The new CHC fandom begins with this style and it consists of storing the bows a sock drawer, dresser, armoire, or something of the like.  However, this style doesn't last long and can cause frustration from searching for that perfect Bow or filling drown in clutter.


Hanger Style

This style becomes a norm for the long-term fandom.  It consists of installing additional hangers, shower rods, or some form of support beam across a closet or open space.  Then the owners will utilize clips to hang the bows in whatever order they desire.  This style allows for the fandom to show off their collection while also being able to easily identify that perfect Bow with the perfect outfit.  While using this style, it is important to note that the Bows should be hung with a clip large enough to grab the Bowknot, Clip, or edges of the Top Knot.  Hanging a Bow by the band could cause gravity stretching.




Step 1: Clean the Sink/Bowl

This seems so obvious, but kitchen sinks/bowls can have traces of grease that will transfer to the Fabrics. Bathroom sinks may have traces of skin care products that will bleach fabrics.


Step 2: Water Temperature and Detergent

When hand washing the fabrics, the water should always be cold or tepid, never over 85 degrees Fahrenheit or 29 degrees Celsius.
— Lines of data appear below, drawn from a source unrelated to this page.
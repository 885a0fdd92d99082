//! Session lifecycle: start, stop, crash recovery and midnight splitting.
//!
//! The controller is the single owner of "which session is current". Every
//! decision is made by a pure planning function and then applied against the
//! ledger, so the date logic can be tested without storage.

use chrono::{NaiveDate, NaiveDateTime};

use crate::ledger::Ledger;
use crate::time::start_of_day;
use crate::types::SessionId;

/// The session currently owned by the controller.
#[derive(Debug, Clone, Copy, PartialEq, Eq)]
pub struct ActiveSession {
    pub id: SessionId,
    pub start: NaiveDateTime,
}

/// What a tick has to do about the calendar date.
#[derive(Debug, Clone, Copy, PartialEq, Eq)]
pub enum Rollover {
    /// Still the same day.
    Unchanged,
    /// The date moved but there is nothing to split.
    DateChanged { date: NaiveDate },
    /// Close `session` at `boundary` and open its continuation there.
    Split {
        date: NaiveDate,
        session: SessionId,
        boundary: NaiveDateTime,
    },
}

/// Decides how to react to the clock reading `now`.
///
/// A running session is split only when the new midnight falls strictly after
/// its start. When the clock moves backwards, or forward again past a date it
/// already left, the recorded date follows it but the session is left alone
/// rather than being closed before it started.
pub fn plan_rollover(
    current: Option<ActiveSession>,
    current_date: NaiveDate,
    now: NaiveDateTime,
) -> Rollover {
    let date = now.date();
    if date == current_date {
        return Rollover::Unchanged;
    }
    match current {
        Some(active) if date > current_date && start_of_day(date) > active.start => {
            Rollover::Split {
                date,
                session: active.id,
                boundary: start_of_day(date),
            }
        }
        _ => Rollover::DateChanged { date },
    }
}

#[derive(Debug, Clone)]
pub struct SessionController {
    current: Option<ActiveSession>,
    current_date: NaiveDate,
}

impl SessionController {
    pub const fn new(today: NaiveDate) -> Self {
        Self {
            current: None,
            current_date: today,
        }
    }

    pub const fn is_running(&self) -> bool {
        self.current.is_some()
    }

    pub const fn current(&self) -> Option<ActiveSession> {
        self.current
    }

    pub fn current_id(&self) -> Option<SessionId> {
        self.current.map(|active| active.id)
    }

    /// Last date seen by [`Self::rollover_if_date_changed`].
    pub const fn current_date(&self) -> NaiveDate {
        self.current_date
    }

    /// Opens a session at `now`. Returns `false` if one was already running.
    pub fn start<L: Ledger>(&mut self, ledger: &mut L, now: NaiveDateTime) -> Result<bool, L::Error> {
        if self.current.is_some() {
            return Ok(false);
        }
        let id = ledger.create_session(now)?;
        tracing::info!(session = %id, start = %now, "session started");
        self.current = Some(ActiveSession { id, start: now });
        Ok(true)
    }

    /// Closes the current session at `now`. Returns `false` if none was running.
    ///
    /// On storage failure the session stays current so the caller can retry.
    pub fn stop<L: Ledger>(&mut self, ledger: &mut L, now: NaiveDateTime) -> Result<bool, L::Error> {
        let Some(active) = self.current else {
            return Ok(false);
        };
        ledger.close_session(active.id, now)?;
        tracing::info!(session = %active.id, end = %now, "session stopped");
        self.current = None;
        Ok(true)
    }

    /// Adopts a session left open by a previous process.
    ///
    /// The original start time is preserved. An open session whose start cannot
    /// be parsed is closed at `now` instead, so that a fresh session can be
    /// started without leaving two open rows behind.
    pub fn resume_if_open<L: Ledger>(
        &mut self,
        ledger: &mut L,
        now: NaiveDateTime,
    ) -> Result<bool, L::Error> {
        if self.current.is_some() {
            return Ok(true);
        }
        let Some(open) = ledger.open_session()? else {
            return Ok(false);
        };
        match open.start() {
            Ok(start) => {
                tracing::info!(session = %open.id, %start, "resuming open session");
                self.current = Some(ActiveSession { id: open.id, start });
                Ok(true)
            }
            Err(err) => {
                tracing::warn!(session = %open.id, %err, "closing unreadable open session");
                ledger.close_session(open.id, now)?;
                Ok(false)
            }
        }
    }

    /// Splits the running session at midnight when the date has changed.
    ///
    /// The old session ends and the new one begins at the same instant, so
    /// the two are contiguous with no gap and no overlap.
    pub fn rollover_if_date_changed<L: Ledger>(
        &mut self,
        ledger: &mut L,
        now: NaiveDateTime,
    ) -> Result<Rollover, L::Error> {
        let plan = plan_rollover(self.current, self.current_date, now);
        match plan {
            Rollover::Unchanged => {}
            Rollover::DateChanged { date } => {
                tracing::debug!(from = %self.current_date, to = %date, "date changed");
                self.current_date = date;
            }
            Rollover::Split {
                date,
                session,
                boundary,
            } => {
                ledger.close_session(session, boundary)?;
                self.current = None;
                self.current_date = date;
                let id = ledger.create_session(boundary)?;
                tracing::info!(closed = %session, opened = %id, %boundary, "split session at midnight");
                self.current = Some(ActiveSession {
                    id,
                    start: boundary,
                });
            }
        }
        Ok(plan)
    }
}

#[cfg(test)]
mod tests {
    use super::*;
    use crate::testing::MemoryLedger;
    use crate::time::parse_timestamp;

    fn ts(value: &str) -> NaiveDateTime {
        parse_timestamp(value).unwrap()
    }

    #[test]
    fn start_is_idempotent() {
        let mut ledger = MemoryLedger::default();
        let now = ts("2025-01-01T10:00:00");
        let mut controller = SessionController::new(now.date());

        assert!(controller.start(&mut ledger, now).unwrap());
        assert!(!controller.start(&mut ledger, now).unwrap());
        assert_eq!(ledger.sessions.len(), 1);
        assert_eq!(controller.current().unwrap().start, now);
    }

    #[test]
    fn stop_closes_and_clears() {
        let mut ledger = MemoryLedger::default();
        let mut controller = SessionController::new(ts("2025-01-01T10:00:00").date());
        controller.start(&mut ledger, ts("2025-01-01T10:00:00")).unwrap();

        assert!(controller.stop(&mut ledger, ts("2025-01-01T10:30:00")).unwrap());
        assert!(!controller.is_running());
        assert!(!controller.stop(&mut ledger, ts("2025-01-01T10:31:00")).unwrap());

        let session = &ledger.sessions[0];
        assert_eq!(session.end_ts.as_deref(), Some("2025-01-01T10:30:00"));
        assert_eq!(session.duration_seconds, Some(1800));
    }

    #[test]
    fn failed_stop_keeps_session_current() {
        let mut ledger = MemoryLedger::default();
        let mut controller = SessionController::new(ts("2025-01-01T10:00:00").date());
        controller.start(&mut ledger, ts("2025-01-01T10:00:00")).unwrap();

        ledger.fail_writes = true;
        assert!(controller.stop(&mut ledger, ts("2025-01-01T11:00:00")).is_err());
        assert!(controller.is_running());

        ledger.fail_writes = false;
        assert!(controller.stop(&mut ledger, ts("2025-01-01T11:00:00")).unwrap());
    }

    #[test]
    fn resume_preserves_original_start() {
        let mut ledger = MemoryLedger::default();
        let id = ledger.create_session(ts("2025-01-01T07:45:00")).unwrap();

        let now = ts("2025-01-01T09:00:00");
        let mut controller = SessionController::new(now.date());
        assert!(controller.resume_if_open(&mut ledger, now).unwrap());

        let active = controller.current().unwrap();
        assert_eq!(active.id, id);
        assert_eq!(active.start, ts("2025-01-01T07:45:00"));
        assert_eq!(ledger.sessions.len(), 1);
        assert_eq!(ledger.sessions[0].start_ts, "2025-01-01T07:45:00");
    }

    #[test]
    fn resume_without_open_session_does_nothing() {
        let mut ledger = MemoryLedger::default();
        let now = ts("2025-01-01T09:00:00");
        let mut controller = SessionController::new(now.date());
        assert!(!controller.resume_if_open(&mut ledger, now).unwrap());
        assert!(ledger.sessions.is_empty());
    }

    #[test]
    fn resume_closes_unreadable_open_session() {
        let mut ledger = MemoryLedger::default();
        ledger.create_session(ts("2025-01-01T07:45:00")).unwrap();
        ledger.sessions[0].start_ts = "corrupted".to_string();

        let now = ts("2025-01-01T09:00:00");
        let mut controller = SessionController::new(now.date());
        assert!(!controller.resume_if_open(&mut ledger, now).unwrap());
        assert!(!controller.is_running());
        assert_eq!(ledger.sessions[0].end_ts.as_deref(), Some("2025-01-01T09:00:00"));
        assert_eq!(ledger.sessions[0].duration_seconds, None);
    }

    #[test]
    fn rollover_splits_running_session_at_midnight() {
        let mut ledger = MemoryLedger::default();
        let mut controller = SessionController::new(ts("2025-01-01T10:00:00").date());
        controller.start(&mut ledger, ts("2025-01-01T10:00:00")).unwrap();

        let same_day = controller
            .rollover_if_date_changed(&mut ledger, ts("2025-01-01T23:59:59"))
            .unwrap();
        assert_eq!(same_day, Rollover::Unchanged);

        let plan = controller
            .rollover_if_date_changed(&mut ledger, ts("2025-01-02T00:00:01"))
            .unwrap();
        assert!(matches!(plan, Rollover::Split { .. }));

        assert_eq!(ledger.sessions.len(), 2);
        let first = &ledger.sessions[0];
        let second = &ledger.sessions[1];
        assert_eq!(first.end_ts.as_deref(), Some("2025-01-02T00:00:00"));
        assert_eq!(first.duration_seconds, Some(14 * 3600));
        assert_eq!(second.start_ts, "2025-01-02T00:00:00");
        assert!(second.is_open());
        assert_eq!(first.end_ts.as_deref(), Some(second.start_ts.as_str()));

        assert_eq!(controller.current_id(), Some(second.id));
        assert_eq!(controller.current_date(), ts("2025-01-02T00:00:00").date());
    }

    #[test]
    fn rollover_while_stopped_only_moves_date() {
        let mut ledger = MemoryLedger::default();
        let mut controller = SessionController::new(ts("2025-01-01T10:00:00").date());

        let plan = controller
            .rollover_if_date_changed(&mut ledger, ts("2025-01-02T08:00:00"))
            .unwrap();
        assert_eq!(
            plan,
            Rollover::DateChanged {
                date: ts("2025-01-02T08:00:00").date()
            }
        );
        assert!(ledger.sessions.is_empty());
        assert_eq!(controller.current_date(), ts("2025-01-02T08:00:00").date());
    }

    #[test]
    fn backwards_clock_does_not_split() {
        let current = ActiveSession {
            id: SessionId::new(7),
            start: ts("2025-01-02T09:00:00"),
        };
        let plan = plan_rollover(
            Some(current),
            ts("2025-01-02T09:00:00").date(),
            ts("2025-01-01T22:00:00"),
        );
        assert_eq!(
            plan,
            Rollover::DateChanged {
                date: ts("2025-01-01T22:00:00").date()
            }
        );
    }

    #[test]
    fn clock_corrected_forward_after_going_back_does_not_split() {
        let mut ledger = MemoryLedger::default();
        let start = ts("2025-01-02T09:00:00");
        let mut controller = SessionController::new(start.date());
        controller.start(&mut ledger, start).unwrap();

        let back = controller
            .rollover_if_date_changed(&mut ledger, ts("2025-01-01T23:59:50"))
            .unwrap();
        assert!(matches!(back, Rollover::DateChanged { .. }));

        let forward = controller
            .rollover_if_date_changed(&mut ledger, ts("2025-01-02T09:05:00"))
            .unwrap();
        assert_eq!(
            forward,
            Rollover::DateChanged {
                date: start.date()
            }
        );
        assert_eq!(ledger.sessions.len(), 1);
        assert!(ledger.sessions[0].is_open());
        assert_eq!(controller.current().unwrap().start, start);

        let total =
            crate::accounting::total_seconds_for_date(&ledger, start.date(), ts("2025-01-02T09:05:00"))
                .unwrap();
        assert_eq!(total, 300);
    }

    #[test]
    fn multi_day_jump_splits_at_newest_midnight() {
        let current = ActiveSession {
            id: SessionId::new(3),
            start: ts("2025-01-01T20:00:00"),
        };
        let plan = plan_rollover(
            Some(current),
            ts("2025-01-01T20:00:00").date(),
            ts("2025-01-04T06:00:00"),
        );
        assert_eq!(
            plan,
            Rollover::Split {
                date: ts("2025-01-04T06:00:00").date(),
                session: SessionId::new(3),
                boundary: ts("2025-01-04T00:00:00"),
            }
        );
    }
}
Hot water can cause color bleeding or shrinkage.

You should always fill the sink/bowl with water before adding the items to be washed. The force of running water can actually stretch some fibers. If you need to add more water, you must deflect the force of the water with your hand or a cup.

When hand washing, use one teaspoon of gentle liquid detergent. You do not need lots of bubbles to get a clean garment. Lots of bubbles just mean lots of rinsing or a garment with detergent residue left in the fibers. Always add the detergent to the water before adding the fabric and give the water a quick stir to be sure the detergent is dissolved and distributed well.


Step 3: Soak and Swish

Leaving plenty of room in the sink (never overload), submerge the fabric in the water. Be sure that the fabrics are completely saturated. Allow the garment to soak for at least five minutes and then gently swish it through the water. Never twist or scrub the products, or you may have stretching.


Step 4: Drain and Rinse

Lift the fabrics from the sink and drain away the soapy water. Do not wring the Products.  Fill the sink with clean, tepid water and put the fabrics back in the sink to rinse. Swish through the water. Repeat this step until no suds are seen.


Step 5: Towel Off and Dry

If the fabric is made of a light-weighted fabric, it can be hung to drip dry immediately after rinsing. Always use a padded hanger that will not rust to prevent stains on the fabrics.

Finally, place the fabric on a flat surface to dry in a well-ventilated room. Do not toss in a hot clothes dryer or dry next to direct heat. If heavy items are hung, they will stretch or get marks on the shoulders from the hanger due to the weight.  When drying items on a flat surface, flip the garment a couple of times to speed drying time.


Step 6: Begin Loving Your Crazy House Apparel/Headgear Again!!!